▶ About this exercise
Pull out each line of the data that includes the word "HashMap".

▶ Dataset
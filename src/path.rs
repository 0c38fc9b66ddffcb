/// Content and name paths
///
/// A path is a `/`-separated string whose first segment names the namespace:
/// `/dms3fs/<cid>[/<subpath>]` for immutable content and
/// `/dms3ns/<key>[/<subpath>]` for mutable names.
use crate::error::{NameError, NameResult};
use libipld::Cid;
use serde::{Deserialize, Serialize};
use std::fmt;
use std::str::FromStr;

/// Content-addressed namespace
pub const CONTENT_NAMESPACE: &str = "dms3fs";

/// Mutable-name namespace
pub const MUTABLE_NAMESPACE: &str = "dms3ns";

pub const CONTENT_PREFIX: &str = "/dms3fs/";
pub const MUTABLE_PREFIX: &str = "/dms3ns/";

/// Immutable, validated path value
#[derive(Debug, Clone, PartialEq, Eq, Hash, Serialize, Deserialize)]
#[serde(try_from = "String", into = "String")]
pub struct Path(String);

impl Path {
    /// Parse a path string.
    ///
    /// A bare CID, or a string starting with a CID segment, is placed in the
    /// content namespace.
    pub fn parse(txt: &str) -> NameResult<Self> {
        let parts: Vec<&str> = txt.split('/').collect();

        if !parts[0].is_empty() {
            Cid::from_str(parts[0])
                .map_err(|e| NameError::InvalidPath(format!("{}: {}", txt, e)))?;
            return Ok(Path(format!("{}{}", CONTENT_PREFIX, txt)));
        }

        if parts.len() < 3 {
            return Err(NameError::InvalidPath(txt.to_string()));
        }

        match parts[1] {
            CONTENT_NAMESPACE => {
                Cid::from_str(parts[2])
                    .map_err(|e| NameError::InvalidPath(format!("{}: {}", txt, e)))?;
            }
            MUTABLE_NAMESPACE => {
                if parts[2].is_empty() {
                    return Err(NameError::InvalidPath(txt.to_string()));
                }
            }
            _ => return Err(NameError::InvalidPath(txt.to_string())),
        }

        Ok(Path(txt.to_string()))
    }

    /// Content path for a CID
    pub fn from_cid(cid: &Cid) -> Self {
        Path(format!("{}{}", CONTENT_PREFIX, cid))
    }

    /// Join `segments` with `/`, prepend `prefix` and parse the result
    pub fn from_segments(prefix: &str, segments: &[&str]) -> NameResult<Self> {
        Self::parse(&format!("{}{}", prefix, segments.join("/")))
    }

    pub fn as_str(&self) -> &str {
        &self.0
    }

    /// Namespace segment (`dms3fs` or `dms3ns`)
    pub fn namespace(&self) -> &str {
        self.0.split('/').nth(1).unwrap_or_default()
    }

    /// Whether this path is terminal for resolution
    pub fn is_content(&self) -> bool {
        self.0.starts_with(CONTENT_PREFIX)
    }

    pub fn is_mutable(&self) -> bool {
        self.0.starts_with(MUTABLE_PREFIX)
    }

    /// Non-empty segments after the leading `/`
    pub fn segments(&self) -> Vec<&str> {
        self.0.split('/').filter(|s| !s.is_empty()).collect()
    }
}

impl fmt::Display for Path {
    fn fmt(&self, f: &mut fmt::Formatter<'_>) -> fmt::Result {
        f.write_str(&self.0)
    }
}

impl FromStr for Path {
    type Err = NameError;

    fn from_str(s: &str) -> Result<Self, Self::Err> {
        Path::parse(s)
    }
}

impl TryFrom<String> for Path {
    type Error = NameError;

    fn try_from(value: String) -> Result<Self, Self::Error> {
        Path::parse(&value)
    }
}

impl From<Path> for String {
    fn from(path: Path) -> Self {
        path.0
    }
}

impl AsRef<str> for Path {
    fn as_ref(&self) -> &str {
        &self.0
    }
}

...

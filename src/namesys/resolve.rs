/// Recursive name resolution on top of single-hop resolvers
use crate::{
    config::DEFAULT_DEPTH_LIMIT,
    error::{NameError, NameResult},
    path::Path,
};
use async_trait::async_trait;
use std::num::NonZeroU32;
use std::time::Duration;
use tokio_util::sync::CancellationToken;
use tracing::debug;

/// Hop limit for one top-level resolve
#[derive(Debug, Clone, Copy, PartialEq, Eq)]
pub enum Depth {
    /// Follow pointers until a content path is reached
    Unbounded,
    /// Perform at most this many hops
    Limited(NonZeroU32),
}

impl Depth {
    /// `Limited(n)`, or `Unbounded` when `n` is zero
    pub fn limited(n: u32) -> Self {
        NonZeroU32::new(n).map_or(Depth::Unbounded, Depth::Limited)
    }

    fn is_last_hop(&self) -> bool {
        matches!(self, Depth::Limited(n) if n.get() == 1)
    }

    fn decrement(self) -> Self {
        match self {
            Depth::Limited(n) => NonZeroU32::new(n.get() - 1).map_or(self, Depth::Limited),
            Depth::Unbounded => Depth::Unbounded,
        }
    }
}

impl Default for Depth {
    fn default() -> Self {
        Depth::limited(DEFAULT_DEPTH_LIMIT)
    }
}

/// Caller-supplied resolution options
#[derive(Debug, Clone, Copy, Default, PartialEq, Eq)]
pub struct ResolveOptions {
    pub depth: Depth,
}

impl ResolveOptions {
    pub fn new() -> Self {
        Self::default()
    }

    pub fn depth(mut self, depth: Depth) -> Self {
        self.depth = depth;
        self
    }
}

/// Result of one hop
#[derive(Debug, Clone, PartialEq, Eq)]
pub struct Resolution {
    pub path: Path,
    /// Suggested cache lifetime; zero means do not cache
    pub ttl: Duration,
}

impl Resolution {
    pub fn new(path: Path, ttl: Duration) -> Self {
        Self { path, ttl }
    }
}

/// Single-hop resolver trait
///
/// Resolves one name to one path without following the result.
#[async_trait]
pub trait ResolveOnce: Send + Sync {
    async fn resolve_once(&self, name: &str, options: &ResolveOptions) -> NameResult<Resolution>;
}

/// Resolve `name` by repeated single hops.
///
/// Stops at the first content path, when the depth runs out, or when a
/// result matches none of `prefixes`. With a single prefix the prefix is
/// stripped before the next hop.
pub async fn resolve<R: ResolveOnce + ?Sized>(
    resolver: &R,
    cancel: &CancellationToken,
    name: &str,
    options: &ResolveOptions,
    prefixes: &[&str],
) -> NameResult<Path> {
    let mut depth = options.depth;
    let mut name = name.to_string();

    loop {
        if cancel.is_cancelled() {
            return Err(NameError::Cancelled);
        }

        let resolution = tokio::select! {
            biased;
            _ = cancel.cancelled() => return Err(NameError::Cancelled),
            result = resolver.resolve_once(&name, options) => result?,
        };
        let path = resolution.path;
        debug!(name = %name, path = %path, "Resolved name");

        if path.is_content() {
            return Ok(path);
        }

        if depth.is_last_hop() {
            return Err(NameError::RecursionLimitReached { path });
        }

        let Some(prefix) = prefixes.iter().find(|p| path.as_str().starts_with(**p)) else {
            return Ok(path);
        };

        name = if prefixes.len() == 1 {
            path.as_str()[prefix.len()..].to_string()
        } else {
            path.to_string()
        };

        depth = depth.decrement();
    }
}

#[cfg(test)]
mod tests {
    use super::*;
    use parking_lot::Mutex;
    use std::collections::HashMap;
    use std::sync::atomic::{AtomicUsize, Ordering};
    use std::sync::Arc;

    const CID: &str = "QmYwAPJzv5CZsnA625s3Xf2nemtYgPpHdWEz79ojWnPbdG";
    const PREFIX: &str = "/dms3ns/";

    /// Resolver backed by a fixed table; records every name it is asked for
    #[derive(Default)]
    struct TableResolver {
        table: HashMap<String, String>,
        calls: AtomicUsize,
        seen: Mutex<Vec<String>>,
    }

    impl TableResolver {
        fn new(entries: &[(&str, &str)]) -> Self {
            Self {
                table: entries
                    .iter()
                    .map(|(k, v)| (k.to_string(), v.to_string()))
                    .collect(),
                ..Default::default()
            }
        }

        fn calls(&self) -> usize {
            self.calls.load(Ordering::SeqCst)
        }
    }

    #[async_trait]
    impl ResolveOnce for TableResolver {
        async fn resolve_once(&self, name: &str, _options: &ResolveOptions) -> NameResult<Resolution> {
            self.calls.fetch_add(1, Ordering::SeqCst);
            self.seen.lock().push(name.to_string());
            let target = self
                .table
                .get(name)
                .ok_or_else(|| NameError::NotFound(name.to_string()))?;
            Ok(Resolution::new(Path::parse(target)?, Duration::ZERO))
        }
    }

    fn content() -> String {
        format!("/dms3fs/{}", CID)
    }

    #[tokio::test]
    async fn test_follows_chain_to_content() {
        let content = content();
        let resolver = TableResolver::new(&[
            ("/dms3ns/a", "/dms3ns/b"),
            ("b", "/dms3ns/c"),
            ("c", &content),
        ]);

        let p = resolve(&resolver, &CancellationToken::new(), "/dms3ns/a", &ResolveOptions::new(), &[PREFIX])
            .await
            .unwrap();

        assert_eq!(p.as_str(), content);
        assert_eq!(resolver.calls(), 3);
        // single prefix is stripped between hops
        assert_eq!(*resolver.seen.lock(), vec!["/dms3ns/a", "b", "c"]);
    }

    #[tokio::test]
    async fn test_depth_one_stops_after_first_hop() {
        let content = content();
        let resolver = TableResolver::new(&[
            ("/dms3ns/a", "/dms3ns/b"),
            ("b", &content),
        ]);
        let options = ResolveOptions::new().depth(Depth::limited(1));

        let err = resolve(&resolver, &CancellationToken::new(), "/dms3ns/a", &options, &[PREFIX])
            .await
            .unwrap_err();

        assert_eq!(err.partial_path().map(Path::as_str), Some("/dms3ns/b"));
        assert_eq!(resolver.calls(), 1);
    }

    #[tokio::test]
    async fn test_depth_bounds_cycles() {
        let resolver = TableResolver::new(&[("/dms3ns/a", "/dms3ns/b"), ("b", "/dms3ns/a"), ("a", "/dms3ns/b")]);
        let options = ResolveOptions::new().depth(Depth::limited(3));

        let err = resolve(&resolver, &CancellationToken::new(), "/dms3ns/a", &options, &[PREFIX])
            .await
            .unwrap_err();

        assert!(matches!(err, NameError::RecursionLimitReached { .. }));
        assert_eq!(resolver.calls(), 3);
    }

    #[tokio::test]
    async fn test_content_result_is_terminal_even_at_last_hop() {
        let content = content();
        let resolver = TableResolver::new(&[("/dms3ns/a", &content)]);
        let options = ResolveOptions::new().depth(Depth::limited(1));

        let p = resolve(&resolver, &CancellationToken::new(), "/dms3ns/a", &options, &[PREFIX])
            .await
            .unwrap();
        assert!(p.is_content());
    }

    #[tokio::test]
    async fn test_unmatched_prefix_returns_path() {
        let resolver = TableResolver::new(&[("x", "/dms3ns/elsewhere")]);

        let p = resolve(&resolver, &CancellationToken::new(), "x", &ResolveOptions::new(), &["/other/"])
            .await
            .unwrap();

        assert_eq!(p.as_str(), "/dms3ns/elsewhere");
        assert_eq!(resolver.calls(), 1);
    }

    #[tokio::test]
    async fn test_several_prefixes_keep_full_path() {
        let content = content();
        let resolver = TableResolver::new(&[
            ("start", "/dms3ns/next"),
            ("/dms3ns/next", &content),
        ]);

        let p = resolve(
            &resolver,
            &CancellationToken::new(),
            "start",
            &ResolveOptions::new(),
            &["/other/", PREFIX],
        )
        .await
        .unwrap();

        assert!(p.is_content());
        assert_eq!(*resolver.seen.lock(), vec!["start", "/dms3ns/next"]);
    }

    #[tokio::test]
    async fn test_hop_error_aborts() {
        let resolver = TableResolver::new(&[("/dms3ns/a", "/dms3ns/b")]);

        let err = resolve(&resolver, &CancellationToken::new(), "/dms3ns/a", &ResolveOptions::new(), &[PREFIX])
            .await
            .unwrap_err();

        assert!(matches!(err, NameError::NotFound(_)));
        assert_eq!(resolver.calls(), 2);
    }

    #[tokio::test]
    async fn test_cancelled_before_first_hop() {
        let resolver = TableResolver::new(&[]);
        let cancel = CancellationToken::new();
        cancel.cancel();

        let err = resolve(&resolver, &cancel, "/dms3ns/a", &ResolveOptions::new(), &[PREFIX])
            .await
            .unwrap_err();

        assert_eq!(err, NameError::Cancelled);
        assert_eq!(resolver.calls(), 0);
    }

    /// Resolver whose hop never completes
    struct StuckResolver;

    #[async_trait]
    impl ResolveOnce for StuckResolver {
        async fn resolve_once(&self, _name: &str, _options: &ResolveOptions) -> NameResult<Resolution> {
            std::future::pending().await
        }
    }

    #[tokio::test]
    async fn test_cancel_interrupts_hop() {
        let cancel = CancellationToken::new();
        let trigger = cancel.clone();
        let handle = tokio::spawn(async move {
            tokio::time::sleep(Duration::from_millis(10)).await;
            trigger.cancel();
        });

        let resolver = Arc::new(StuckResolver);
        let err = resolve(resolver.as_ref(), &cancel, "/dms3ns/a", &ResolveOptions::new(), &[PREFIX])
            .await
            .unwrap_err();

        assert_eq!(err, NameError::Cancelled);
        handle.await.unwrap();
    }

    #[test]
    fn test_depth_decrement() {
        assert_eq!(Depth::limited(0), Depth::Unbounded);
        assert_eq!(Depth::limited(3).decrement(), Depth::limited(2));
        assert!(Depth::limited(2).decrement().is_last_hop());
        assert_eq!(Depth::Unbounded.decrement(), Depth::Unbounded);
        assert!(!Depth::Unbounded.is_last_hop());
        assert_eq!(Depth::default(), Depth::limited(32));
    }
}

▶ Task answer
    use std::collections::HashMap;
        table: HashMap<String, String>,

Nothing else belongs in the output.